:: DATA FOR ANALYSIS ::

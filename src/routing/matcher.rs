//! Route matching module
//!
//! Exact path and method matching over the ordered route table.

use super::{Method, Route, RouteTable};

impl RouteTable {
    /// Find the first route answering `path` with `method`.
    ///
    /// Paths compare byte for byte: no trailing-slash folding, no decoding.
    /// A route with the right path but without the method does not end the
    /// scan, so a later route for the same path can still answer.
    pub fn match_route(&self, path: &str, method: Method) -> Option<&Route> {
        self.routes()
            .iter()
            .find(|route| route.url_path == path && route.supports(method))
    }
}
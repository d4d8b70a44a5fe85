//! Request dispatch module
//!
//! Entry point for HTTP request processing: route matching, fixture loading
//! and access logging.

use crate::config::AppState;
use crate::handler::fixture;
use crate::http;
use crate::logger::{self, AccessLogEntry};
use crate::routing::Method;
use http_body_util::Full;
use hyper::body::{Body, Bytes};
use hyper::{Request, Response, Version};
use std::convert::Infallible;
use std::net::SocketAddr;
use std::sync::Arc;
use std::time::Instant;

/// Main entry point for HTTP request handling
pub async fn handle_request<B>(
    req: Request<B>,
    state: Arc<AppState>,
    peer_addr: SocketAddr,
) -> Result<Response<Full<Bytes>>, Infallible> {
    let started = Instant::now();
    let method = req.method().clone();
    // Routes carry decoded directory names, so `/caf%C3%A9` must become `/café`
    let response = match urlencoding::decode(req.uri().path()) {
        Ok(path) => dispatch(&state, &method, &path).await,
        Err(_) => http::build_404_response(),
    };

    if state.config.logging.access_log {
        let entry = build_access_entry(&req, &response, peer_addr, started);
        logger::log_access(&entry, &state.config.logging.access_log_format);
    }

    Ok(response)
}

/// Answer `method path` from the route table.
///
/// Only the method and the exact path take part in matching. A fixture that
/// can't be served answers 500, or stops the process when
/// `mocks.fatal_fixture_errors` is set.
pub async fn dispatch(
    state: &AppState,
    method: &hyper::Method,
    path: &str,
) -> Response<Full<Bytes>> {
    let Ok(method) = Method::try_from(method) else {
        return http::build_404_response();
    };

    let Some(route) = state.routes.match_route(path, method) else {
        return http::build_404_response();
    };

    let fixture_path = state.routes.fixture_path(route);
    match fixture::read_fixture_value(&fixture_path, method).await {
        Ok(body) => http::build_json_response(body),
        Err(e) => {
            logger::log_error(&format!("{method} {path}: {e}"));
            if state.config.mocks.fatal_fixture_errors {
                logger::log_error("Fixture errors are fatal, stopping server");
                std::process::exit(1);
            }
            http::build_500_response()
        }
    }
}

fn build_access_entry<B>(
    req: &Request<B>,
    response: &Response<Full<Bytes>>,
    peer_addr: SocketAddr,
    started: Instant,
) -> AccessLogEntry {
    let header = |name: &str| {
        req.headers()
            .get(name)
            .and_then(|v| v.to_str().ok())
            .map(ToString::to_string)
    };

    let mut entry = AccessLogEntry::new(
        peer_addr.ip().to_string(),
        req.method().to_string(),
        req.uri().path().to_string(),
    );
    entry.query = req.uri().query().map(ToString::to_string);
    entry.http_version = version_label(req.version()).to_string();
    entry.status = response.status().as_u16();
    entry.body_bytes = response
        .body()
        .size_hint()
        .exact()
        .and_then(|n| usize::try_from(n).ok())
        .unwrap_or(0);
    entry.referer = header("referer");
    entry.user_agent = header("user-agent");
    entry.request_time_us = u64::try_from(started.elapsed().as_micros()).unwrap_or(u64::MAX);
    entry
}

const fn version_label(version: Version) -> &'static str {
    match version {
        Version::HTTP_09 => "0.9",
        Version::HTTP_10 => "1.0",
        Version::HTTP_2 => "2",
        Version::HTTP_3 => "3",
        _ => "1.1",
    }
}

:::

■ TASK GOAL ■
This task calls for each line of the material that contains "dispatch".

■ TASK OUTPUT ■
//! Request dispatch module
        Ok(path) => dispatch(&state, &method, &path).await,
pub async fn dispatch(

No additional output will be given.